On a failli vivre une situation diplomatique absurde, symbole, en partie, de certaines de nos rigidités. Avant les tragiques attaques terroristes qui ont touché la France, le président iranien réformateur, Hassan Rohani, était censé rencontrer François Hollande le 17 novembre. Or les journaux français et internationaux se sont vite faits l'écho d'une rumeur: des conseillers diplomatiques auraient exprimé leur "irritation" face au blocage iranien quant à la présence de vin lors du dîner prévu entre les deux chefs d'Etat... Un petit-déjeuner a été proposé à la place du dîner, mais les Iraniens sont comme les Français, ils ont un certain amour-propre... Ils ont considéré que pour un voyage qui devait annoncer une certaine amélioration de relations bilatérales plutôt tendues depuis les années Sarkozy, un petit déjeuner, c'était trop peu...

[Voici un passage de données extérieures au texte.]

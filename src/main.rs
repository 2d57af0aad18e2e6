//! tuscache - fetch Tushare Pro datasets through a local parquet cache
//!
//! Reads `TUSHARE_TOKEN` (and optional overrides) from the environment or a
//! `.env` file, runs one dataset query, stock search or cache command, and
//! prints the result.

use std::process::ExitCode;

use chrono::{Duration, Utc};
use clap::Parser;
use tracing_subscriber::EnvFilter;

use tuscache::cache::{CacheDir, Clock, SystemClock};
use tuscache::cli::{CacheCommand, Cli, Command, SearchArgs};
use tuscache::config::Config;
use tuscache::data::{TushareData, DEFAULT_SEARCH_LIMIT};

/// Sends log output to stderr so tables on stdout stay clean
///
/// Defaults to warnings only; `RUST_LOG=tuscache=debug` shows cache decisions.
fn init_tracing() {
    let filter = EnvFilter::try_from_default_env().unwrap_or_else(|_| EnvFilter::new("warn"));
    tracing_subscriber::fmt()
        .with_env_filter(filter)
        .with_writer(std::io::stderr)
        .init();
}

fn run_cache_command(dir: &CacheDir, command: &CacheCommand) -> Result<(), Box<dyn std::error::Error>> {
    match command {
        CacheCommand::Stats => {
            let stats = dir.stats()?;
            println!("Cache root:     {}", dir.root().display());
            println!("Entries:        {}", stats.entries);
            println!("Metadata files: {}", stats.metadata_files);
            println!("Payload bytes:  {}", stats.payload_bytes);
        }
        CacheCommand::Prune { older_than_days } => {
            let max_age = Duration::days(i64::from(*older_than_days));
            let report = dir.prune(max_age, SystemClock.now())?;
            println!(
                "Removed {} expired and {} orphaned entries, kept {}",
                report.expired, report.orphaned, report.kept
            );
        }
    }
    Ok(())
}

async fn run_search(cli: &Cli, config: &Config, args: &SearchArgs) -> Result<(), Box<dyn std::error::Error>> {
    let data = TushareData::new(config.client()?, config.cache_dir.clone());
    let query = args.query.as_deref().unwrap_or("");
    let found = data
        .search_stocks(query, cli.limit.unwrap_or(DEFAULT_SEARCH_LIMIT), cli.fetch_options())
        .await?;
    tracing::info!(query, matches = found.height(), "Search finished");
    println!("{}", found);
    Ok(())
}

async fn run_query(cli: &Cli, config: &Config) -> Result<(), Box<dyn std::error::Error>> {
    let Some(request) = cli.data_request()? else {
        return Ok(());
    };
    // Reject incomplete queries before asking for a token
    request.dataset.validate(&request.params)?;

    let data = TushareData::new(config.client()?, config.cache_dir.clone());
    let started = Utc::now();
    let table = data.fetch(request.dataset, request.params, request.options).await?;
    tracing::info!(
        dataset = %request.dataset,
        rows = table.height(),
        elapsed_ms = (Utc::now() - started).num_milliseconds(),
        "Query finished"
    );

    match cli.limit {
        Some(rows) => println!("{}", table.head(Some(rows))),
        None => println!("{}", table),
    }
    Ok(())
}

async fn run(cli: Cli) -> Result<(), Box<dyn std::error::Error>> {
    let config = Config::from_env(cli.cache_dir.clone())?;

    match &cli.command {
        Command::Cache(command) => run_cache_command(&config.cache_dir, command),
        Command::Search(args) => run_search(&cli, &config, args).await,
        _ => run_query(&cli, &config).await,
    }
}

#[tokio::main]
async fn main() -> ExitCode {
    // A missing .env file is fine; real environment variables still apply
    let _ = dotenvy::dotenv();
    init_tracing();

    let cli = Cli::parse();
    match run(cli).await {
        Ok(()) => ExitCode::SUCCESS,
        Err(e) => {
            eprintln!("Error: {}", e);
            ExitCode::FAILURE
        }
    }
}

On s'étonne que des représentants de notre diplomatie aient été pris par surprise: en 1999, il y a eu le même problème lors de la visite d'un autre président réformateur, Mohammed Khatami; le souci avait été détourné plus facilement par un Jacques Chirac déjà apprécié au Moyen-Orient à l'époque, alors que les relations irano-françaises n'étaient pas aussi difficiles qu'aujourd'hui. Tout cela avait fini sympathiquement, autour d'un goûter. Un échec plus gênant, déjà, en 2009: un dîner officiel avec le Premier Ministre irakien de l'époque, Nouri Al-Maliki, en 2009 n'a pas eu lieu parce qu'encore une fois, on a voulu imposer nos vins, certes délicieux, à un chef d'Etat qui demandait un dîner halal... donc sans vin.

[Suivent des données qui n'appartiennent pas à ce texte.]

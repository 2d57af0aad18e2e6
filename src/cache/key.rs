//! Cache key derivation
//!
//! A cache key is a SHA-256 digest over the operation name and the query
//! parameters in key order. Parameter values are stored as strings, so two
//! values that render the same (`1` and `"1"`) share a key.

use std::collections::btree_map::{BTreeMap, Iter};
use std::fmt;

use serde::Serialize;
use sha2::{Digest, Sha256};

/// Query parameters for a single accessor call
///
/// Keys are kept sorted so iteration order is the hashing order. Absent
/// values are never stored: use [`QueryParams::insert_opt`] to skip `None`.
#[derive(Debug, Clone, Default, PartialEq, Eq, Serialize)]
#[serde(transparent)]
pub struct QueryParams {
    inner: BTreeMap<String, String>,
}

impl QueryParams {
    /// Creates an empty parameter set
    pub fn new() -> Self {
        Self::default()
    }

    /// Builder-style insert
    pub fn with(mut self, key: impl Into<String>, value: impl ToString) -> Self {
        self.insert(key, value);
        self
    }

    /// Builder-style insert that skips `None`
    pub fn with_opt<V: ToString>(mut self, key: impl Into<String>, value: Option<V>) -> Self {
        self.insert_opt(key, value);
        self
    }

    /// Inserts a parameter, replacing any previous value for the key
    pub fn insert(&mut self, key: impl Into<String>, value: impl ToString) {
        self.inner.insert(key.into(), value.to_string());
    }

    /// Inserts a parameter only when a value is present
    pub fn insert_opt<V: ToString>(&mut self, key: impl Into<String>, value: Option<V>) {
        if let Some(value) = value {
            self.insert(key, value);
        }
    }

    pub fn get(&self, key: &str) -> Option<&str> {
        self.inner.get(key).map(String::as_str)
    }

    pub fn contains(&self, key: &str) -> bool {
        self.inner.contains_key(key)
    }

    pub fn remove(&mut self, key: &str) -> Option<String> {
        self.inner.remove(key)
    }

    pub fn len(&self) -> usize {
        self.inner.len()
    }

    pub fn is_empty(&self) -> bool {
        self.inner.is_empty()
    }

    /// Iterates parameters in lexicographic key order
    pub fn iter(&self) -> Iter<'_, String, String> {
        self.inner.iter()
    }
}

impl<K: Into<String>, V: ToString> FromIterator<(K, V)> for QueryParams {
    fn from_iter<I: IntoIterator<Item = (K, V)>>(iter: I) -> Self {
        let mut params = QueryParams::new();
        for (key, value) in iter {
            params.insert(key, value);
        }
        params
    }
}

impl<'a> IntoIterator for &'a QueryParams {
    type Item = (&'a String, &'a String);
    type IntoIter = Iter<'a, String, String>;

    fn into_iter(self) -> Self::IntoIter {
        self.inner.iter()
    }
}

/// Fixed-width hex identifier for a cache entry
#[derive(Debug, Clone, PartialEq, Eq, Hash, PartialOrd, Ord)]
pub struct CacheKey(String);

impl CacheKey {
    pub fn as_str(&self) -> &str {
        &self.0
    }

    /// Rebuilds a key from a cache file name without its extension
    pub(crate) fn from_stem(stem: impl Into<String>) -> Self {
        Self(stem.into())
    }
}

impl fmt::Display for CacheKey {
    fn fmt(&self, f: &mut fmt::Formatter<'_>) -> fmt::Result {
        f.write_str(&self.0)
    }
}

/// Derives the cache key for an operation and its parameters
///
/// Fields are fed to the hasher back to back with no separators: the
/// operation name, then each key followed by its value.
pub fn derive_key(operation: &str, params: &QueryParams) -> CacheKey {
    let mut hasher = Sha256::new();
    hasher.update(operation.as_bytes());
    for (key, value) in params {
        hasher.update(key.as_bytes());
        hasher.update(value.as_bytes());
    }
    CacheKey(hex::encode(hasher.finalize()))
}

On s'apprêtait donc à assombrir une rencontre qui devait aider à calmer les tensions entre Paris et l'un des plus importants pays du Moyen-Orient au nom de notre orgueil gastronomique. Et en plus, publicité a été faite autour de l'agacement de représentants de la France... rien que pour cela, si Hassan Rohani était bien venu à Paris, la rencontre aurait été un demi-échec. Même si bien sûr, la rencontre aurait bien eu lieu quoi qu'il arrive.